Entries supplied -

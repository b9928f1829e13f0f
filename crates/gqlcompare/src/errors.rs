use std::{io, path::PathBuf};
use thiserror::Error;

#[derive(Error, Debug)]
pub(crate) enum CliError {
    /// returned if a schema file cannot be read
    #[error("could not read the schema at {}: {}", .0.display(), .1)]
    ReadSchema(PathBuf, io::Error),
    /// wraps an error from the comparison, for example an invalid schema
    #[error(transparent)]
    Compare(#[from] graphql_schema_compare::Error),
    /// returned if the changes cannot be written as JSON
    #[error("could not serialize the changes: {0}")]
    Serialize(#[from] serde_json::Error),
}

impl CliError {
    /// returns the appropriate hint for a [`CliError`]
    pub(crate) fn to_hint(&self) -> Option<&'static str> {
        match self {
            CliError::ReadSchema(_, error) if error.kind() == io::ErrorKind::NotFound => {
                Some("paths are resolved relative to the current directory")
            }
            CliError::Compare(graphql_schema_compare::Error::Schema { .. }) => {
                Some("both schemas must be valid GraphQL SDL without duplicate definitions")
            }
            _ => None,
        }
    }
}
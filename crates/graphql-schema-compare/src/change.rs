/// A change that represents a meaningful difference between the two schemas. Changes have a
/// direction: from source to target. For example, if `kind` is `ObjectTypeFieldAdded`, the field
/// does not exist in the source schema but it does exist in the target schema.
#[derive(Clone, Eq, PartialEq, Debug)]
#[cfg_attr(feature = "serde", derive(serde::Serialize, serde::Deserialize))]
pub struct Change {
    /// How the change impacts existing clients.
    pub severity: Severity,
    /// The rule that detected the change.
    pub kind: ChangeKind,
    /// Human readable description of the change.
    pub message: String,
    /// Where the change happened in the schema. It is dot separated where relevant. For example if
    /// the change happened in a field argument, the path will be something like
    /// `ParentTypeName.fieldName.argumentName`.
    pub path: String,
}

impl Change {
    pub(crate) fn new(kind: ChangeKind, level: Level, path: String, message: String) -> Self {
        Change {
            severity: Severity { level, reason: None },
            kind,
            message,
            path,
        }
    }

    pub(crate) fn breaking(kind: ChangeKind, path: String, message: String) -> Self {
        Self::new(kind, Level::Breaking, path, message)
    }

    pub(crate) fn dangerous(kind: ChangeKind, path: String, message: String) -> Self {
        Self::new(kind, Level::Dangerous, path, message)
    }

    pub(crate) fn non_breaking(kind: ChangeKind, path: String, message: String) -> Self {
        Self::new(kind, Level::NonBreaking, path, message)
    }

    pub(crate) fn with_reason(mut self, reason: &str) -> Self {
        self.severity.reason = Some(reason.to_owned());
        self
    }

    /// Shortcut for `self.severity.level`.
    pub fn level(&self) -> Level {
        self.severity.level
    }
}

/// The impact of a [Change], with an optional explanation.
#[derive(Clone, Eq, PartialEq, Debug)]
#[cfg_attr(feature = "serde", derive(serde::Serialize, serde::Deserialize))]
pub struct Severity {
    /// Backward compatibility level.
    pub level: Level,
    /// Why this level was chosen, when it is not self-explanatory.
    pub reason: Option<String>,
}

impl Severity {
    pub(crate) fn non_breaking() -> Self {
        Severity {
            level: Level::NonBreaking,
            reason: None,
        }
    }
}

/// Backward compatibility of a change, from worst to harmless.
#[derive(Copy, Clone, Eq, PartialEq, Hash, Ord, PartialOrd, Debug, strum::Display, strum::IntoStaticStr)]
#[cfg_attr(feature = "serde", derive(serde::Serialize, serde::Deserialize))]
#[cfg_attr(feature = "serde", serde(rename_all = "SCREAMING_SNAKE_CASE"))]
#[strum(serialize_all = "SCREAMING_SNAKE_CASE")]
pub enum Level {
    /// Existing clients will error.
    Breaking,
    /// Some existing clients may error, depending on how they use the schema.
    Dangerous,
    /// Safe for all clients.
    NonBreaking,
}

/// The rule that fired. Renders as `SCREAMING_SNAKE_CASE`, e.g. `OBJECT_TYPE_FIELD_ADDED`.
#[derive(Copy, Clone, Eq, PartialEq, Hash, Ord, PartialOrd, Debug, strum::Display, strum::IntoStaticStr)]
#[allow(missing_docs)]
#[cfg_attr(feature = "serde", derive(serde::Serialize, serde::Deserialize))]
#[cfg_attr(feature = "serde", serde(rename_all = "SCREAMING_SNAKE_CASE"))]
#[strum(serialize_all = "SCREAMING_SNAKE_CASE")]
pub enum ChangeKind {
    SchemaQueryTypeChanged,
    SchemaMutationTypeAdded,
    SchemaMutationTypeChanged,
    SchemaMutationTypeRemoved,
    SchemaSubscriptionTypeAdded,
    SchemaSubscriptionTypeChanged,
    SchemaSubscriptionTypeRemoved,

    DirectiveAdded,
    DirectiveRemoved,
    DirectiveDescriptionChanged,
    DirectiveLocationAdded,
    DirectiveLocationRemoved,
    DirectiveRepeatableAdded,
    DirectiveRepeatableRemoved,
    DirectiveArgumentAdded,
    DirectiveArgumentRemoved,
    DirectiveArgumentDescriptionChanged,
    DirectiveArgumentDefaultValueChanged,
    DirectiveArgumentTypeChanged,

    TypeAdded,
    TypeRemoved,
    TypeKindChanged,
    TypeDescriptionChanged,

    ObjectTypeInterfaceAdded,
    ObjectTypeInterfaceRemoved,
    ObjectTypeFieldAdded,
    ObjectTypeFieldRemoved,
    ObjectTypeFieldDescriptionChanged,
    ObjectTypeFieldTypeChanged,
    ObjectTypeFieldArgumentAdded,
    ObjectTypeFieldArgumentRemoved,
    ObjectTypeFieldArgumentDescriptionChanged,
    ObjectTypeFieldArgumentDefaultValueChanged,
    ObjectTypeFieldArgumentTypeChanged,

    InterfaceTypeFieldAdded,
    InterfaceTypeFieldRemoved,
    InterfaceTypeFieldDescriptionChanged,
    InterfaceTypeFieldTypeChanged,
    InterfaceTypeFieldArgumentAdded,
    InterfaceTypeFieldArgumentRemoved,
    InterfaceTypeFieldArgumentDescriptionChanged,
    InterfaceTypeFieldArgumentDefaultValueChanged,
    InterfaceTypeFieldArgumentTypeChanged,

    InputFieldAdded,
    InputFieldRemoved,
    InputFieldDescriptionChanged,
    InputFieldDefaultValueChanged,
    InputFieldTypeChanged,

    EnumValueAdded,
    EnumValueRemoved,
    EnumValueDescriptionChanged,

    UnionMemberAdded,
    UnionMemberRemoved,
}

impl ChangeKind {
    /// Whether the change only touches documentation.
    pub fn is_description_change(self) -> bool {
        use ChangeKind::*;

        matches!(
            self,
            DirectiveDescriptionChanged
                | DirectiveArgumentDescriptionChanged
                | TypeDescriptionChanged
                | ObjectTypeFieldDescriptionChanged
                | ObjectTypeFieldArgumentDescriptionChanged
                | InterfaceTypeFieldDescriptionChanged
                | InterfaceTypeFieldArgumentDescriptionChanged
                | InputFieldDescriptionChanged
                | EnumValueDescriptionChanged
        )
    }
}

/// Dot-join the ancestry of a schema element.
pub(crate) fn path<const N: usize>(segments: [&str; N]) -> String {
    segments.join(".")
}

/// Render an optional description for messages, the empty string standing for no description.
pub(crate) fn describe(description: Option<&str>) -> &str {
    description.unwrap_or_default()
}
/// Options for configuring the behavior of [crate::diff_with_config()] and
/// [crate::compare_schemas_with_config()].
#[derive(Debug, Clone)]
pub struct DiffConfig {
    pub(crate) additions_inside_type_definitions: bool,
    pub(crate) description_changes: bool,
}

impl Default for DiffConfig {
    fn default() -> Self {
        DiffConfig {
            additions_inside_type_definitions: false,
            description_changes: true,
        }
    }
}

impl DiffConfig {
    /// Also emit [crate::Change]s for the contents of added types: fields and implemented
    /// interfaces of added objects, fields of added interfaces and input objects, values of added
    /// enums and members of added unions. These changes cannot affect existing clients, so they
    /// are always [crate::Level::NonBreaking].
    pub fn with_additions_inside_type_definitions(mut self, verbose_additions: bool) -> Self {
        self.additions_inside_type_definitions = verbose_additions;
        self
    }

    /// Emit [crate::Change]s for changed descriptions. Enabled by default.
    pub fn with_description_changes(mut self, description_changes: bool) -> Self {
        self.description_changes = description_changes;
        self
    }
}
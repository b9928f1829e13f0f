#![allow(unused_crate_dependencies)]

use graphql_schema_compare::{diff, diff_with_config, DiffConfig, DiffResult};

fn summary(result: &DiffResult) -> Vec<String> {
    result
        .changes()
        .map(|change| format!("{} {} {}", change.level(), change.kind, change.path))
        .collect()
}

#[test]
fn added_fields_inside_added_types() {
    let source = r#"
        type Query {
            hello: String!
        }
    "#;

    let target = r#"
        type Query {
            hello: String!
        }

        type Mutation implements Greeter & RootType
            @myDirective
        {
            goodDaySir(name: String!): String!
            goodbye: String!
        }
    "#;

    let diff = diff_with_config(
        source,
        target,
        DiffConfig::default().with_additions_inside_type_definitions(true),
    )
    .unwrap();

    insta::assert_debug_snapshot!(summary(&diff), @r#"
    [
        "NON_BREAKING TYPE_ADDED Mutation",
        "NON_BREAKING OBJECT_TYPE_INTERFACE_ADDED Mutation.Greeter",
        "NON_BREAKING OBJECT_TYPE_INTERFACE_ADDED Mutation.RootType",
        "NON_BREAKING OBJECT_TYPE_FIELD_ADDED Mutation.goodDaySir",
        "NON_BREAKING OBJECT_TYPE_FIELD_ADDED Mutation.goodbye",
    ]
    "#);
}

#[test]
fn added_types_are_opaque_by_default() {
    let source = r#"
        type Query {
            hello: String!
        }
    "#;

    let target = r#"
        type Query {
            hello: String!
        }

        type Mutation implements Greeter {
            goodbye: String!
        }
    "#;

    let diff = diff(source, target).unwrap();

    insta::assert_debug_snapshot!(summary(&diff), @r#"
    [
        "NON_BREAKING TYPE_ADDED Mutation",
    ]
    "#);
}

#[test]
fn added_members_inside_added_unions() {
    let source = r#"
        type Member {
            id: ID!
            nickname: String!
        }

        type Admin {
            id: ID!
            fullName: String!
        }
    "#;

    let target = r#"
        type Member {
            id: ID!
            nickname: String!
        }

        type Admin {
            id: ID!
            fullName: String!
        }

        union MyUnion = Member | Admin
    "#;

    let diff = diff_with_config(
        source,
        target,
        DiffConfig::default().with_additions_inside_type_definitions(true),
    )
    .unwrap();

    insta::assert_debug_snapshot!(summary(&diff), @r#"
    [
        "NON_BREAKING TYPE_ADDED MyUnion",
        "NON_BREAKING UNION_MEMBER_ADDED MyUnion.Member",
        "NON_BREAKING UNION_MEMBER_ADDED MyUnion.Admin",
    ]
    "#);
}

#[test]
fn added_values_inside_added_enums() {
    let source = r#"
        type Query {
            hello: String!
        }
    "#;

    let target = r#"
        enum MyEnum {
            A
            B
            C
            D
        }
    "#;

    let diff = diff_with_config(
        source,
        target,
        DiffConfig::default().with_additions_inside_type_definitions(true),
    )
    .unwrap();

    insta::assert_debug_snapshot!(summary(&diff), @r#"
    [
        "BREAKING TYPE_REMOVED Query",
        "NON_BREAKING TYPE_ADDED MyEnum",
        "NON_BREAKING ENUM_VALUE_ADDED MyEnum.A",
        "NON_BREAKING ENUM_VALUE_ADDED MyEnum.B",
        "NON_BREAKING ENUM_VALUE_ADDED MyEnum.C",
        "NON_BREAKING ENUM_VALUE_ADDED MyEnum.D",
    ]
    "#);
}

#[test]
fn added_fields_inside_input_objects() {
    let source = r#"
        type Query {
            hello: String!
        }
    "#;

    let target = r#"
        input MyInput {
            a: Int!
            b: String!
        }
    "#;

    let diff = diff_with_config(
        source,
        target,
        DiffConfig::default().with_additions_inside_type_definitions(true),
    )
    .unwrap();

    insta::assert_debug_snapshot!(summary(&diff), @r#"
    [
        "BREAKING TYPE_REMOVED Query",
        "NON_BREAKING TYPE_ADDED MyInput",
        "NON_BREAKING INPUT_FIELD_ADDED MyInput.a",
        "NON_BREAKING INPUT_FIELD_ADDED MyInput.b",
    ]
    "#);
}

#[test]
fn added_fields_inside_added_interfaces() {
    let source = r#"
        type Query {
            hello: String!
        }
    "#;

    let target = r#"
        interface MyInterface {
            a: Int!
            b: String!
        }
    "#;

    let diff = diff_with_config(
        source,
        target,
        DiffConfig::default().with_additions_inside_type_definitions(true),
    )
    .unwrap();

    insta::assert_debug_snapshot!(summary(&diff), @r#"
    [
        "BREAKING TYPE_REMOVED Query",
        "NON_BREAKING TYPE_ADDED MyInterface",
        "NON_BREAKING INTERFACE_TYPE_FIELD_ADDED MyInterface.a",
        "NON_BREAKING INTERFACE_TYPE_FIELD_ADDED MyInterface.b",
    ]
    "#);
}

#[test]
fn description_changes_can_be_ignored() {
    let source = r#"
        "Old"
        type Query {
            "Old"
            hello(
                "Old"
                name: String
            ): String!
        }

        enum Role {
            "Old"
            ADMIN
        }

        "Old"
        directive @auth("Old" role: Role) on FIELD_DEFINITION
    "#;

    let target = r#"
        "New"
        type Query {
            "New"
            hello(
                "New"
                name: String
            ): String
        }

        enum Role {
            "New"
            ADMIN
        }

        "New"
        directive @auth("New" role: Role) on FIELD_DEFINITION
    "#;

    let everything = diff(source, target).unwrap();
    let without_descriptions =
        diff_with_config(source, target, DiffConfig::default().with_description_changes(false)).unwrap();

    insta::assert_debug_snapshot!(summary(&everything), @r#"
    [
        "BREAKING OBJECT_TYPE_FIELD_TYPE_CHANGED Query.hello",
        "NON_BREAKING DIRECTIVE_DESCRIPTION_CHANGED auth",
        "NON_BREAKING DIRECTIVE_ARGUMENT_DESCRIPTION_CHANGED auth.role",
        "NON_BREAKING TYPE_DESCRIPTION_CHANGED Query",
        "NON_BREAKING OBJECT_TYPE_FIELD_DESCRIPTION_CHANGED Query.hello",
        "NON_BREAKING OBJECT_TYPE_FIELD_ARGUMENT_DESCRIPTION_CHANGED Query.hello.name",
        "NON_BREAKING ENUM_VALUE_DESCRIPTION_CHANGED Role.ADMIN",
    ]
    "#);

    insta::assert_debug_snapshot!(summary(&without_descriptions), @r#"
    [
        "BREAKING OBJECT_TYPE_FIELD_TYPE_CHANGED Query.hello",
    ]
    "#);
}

What you will do - Using the listing above, return word for word each line from the one that has "#[derive(Error, Debug)]" through the one that has "detected the change.", and no line outside that range.

Exercise answer -
#[derive(Error, Debug)]
pub(crate) enum CliError {
    /// returned if a schema file cannot be read
    #[error("could not read the schema at {}: {}", .0.display(), .1)]
    ReadSchema(PathBuf, io::Error),
    /// wraps an error from the comparison, for example an invalid schema
    #[error(transparent)]
    Compare(#[from] graphql_schema_compare::Error),
    /// returned if the changes cannot be written as JSON
    #[error("could not serialize the changes: {0}")]
    Serialize(#[from] serde_json::Error),
}

impl CliError {
    /// returns the appropriate hint for a [`CliError`]
    pub(crate) fn to_hint(&self) -> Option<&'static str> {
        match self {
            CliError::ReadSchema(_, error) if error.kind() == io::ErrorKind::NotFound => {
                Some("paths are resolved relative to the current directory")
            }
            CliError::Compare(graphql_schema_compare::Error::Schema { .. }) => {
                Some("both schemas must be valid GraphQL SDL without duplicate definitions")
            }
            _ => None,
        }
    }
}
filename crates/graphql-schema-compare/src/change.rs
/// A change that represents a meaningful difference between the two schemas. Changes have a
/// direction: from source to target. For example, if `kind` is `ObjectTypeFieldAdded`, the field
/// does not exist in the source schema but it does exist in the target schema.
#[derive(Clone, Eq, PartialEq, Debug)]
#[cfg_attr(feature = "serde", derive(serde::Serialize, serde::Deserialize))]
pub struct Change {
    /// How the change impacts existing clients.
    pub severity: Severity,
    /// The rule that detected the change.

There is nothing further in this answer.